== TASK BRIEF ==
How many lines below include the string "does"? State the number alone.

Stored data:
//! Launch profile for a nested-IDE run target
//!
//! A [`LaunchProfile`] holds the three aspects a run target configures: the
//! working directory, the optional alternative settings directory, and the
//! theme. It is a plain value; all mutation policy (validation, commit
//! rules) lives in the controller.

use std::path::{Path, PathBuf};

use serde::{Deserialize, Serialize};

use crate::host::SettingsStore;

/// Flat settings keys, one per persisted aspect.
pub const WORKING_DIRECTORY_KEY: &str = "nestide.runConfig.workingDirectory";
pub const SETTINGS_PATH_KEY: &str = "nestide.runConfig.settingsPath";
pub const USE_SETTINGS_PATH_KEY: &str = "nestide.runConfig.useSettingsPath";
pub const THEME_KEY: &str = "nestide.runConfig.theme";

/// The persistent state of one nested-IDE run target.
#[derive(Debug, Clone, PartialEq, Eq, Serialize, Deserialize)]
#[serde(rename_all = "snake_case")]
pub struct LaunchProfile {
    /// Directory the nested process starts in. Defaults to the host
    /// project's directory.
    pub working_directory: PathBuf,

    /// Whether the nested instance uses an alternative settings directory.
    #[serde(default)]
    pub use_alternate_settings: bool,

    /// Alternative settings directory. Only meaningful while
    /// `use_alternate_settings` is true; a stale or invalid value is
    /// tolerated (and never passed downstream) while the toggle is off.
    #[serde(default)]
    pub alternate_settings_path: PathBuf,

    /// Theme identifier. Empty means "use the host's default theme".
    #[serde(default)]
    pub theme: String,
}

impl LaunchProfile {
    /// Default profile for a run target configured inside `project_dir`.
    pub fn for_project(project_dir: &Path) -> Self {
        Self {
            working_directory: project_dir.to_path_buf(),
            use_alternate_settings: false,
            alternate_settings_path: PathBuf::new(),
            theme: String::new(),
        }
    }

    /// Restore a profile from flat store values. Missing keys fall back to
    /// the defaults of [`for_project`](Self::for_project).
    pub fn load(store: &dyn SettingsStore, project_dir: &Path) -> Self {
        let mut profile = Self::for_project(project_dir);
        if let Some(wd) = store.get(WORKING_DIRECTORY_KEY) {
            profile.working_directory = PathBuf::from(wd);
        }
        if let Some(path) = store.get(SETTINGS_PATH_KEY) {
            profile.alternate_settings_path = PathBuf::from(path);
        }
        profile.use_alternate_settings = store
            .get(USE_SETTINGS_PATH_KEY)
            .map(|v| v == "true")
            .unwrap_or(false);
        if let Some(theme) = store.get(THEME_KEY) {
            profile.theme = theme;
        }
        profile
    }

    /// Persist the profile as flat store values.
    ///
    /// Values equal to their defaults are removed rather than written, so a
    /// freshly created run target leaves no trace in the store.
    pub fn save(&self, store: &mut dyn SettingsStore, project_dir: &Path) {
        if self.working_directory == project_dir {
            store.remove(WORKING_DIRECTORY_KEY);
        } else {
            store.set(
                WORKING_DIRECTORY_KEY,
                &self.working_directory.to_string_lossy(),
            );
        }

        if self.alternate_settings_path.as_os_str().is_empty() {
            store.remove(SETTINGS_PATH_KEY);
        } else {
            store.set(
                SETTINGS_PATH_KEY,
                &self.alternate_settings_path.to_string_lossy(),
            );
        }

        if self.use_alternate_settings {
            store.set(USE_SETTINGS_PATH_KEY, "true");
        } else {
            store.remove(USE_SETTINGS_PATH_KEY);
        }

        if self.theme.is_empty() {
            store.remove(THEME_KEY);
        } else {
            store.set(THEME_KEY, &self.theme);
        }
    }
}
...
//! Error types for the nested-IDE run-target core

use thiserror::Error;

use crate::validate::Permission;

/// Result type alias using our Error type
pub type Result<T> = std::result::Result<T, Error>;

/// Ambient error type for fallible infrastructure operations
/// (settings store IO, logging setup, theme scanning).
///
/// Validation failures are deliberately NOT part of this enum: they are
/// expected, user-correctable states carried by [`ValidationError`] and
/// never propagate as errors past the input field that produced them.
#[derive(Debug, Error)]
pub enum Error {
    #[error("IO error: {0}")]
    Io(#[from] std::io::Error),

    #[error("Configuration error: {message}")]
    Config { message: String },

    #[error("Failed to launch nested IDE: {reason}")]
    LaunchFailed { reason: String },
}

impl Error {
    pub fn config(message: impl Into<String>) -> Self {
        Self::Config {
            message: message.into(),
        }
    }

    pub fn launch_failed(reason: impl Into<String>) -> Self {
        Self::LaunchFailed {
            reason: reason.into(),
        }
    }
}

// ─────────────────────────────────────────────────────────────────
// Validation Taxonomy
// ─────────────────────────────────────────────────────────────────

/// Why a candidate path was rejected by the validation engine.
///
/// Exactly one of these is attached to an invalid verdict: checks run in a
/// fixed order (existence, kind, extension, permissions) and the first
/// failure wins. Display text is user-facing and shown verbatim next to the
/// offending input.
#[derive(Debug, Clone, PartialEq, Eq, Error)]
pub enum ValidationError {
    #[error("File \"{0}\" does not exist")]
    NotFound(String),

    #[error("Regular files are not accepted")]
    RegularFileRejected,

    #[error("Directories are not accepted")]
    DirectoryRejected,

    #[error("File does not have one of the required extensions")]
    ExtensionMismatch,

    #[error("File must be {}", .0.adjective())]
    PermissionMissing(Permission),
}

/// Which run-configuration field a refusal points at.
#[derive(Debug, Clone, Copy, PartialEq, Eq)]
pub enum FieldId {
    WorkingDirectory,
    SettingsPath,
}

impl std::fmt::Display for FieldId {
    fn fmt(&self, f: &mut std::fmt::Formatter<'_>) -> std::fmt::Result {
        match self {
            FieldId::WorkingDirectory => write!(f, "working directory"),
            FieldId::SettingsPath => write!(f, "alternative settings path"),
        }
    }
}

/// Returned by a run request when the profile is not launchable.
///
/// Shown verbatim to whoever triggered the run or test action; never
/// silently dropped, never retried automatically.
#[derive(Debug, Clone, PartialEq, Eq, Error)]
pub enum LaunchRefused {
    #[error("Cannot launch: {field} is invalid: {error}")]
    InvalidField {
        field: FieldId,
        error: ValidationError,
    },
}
---
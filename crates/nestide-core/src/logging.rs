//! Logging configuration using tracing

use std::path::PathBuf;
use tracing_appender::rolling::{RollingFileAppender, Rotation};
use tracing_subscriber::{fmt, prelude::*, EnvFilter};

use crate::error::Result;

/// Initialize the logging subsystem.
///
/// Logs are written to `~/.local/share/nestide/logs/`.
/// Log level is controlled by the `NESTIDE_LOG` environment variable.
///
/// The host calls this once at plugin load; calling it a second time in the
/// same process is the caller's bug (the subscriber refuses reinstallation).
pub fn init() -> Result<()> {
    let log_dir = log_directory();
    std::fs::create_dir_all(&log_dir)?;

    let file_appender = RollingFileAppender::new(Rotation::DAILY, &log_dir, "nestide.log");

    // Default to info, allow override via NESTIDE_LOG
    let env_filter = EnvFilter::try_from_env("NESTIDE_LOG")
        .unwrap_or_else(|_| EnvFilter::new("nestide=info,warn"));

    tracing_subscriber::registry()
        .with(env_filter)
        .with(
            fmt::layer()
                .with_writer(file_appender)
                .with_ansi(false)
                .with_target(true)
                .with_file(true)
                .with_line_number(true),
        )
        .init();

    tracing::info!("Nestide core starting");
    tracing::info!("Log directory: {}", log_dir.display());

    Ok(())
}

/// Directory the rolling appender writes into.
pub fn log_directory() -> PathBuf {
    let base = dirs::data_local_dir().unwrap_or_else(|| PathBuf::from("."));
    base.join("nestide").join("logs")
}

== THE COMPLETED TASK ==
2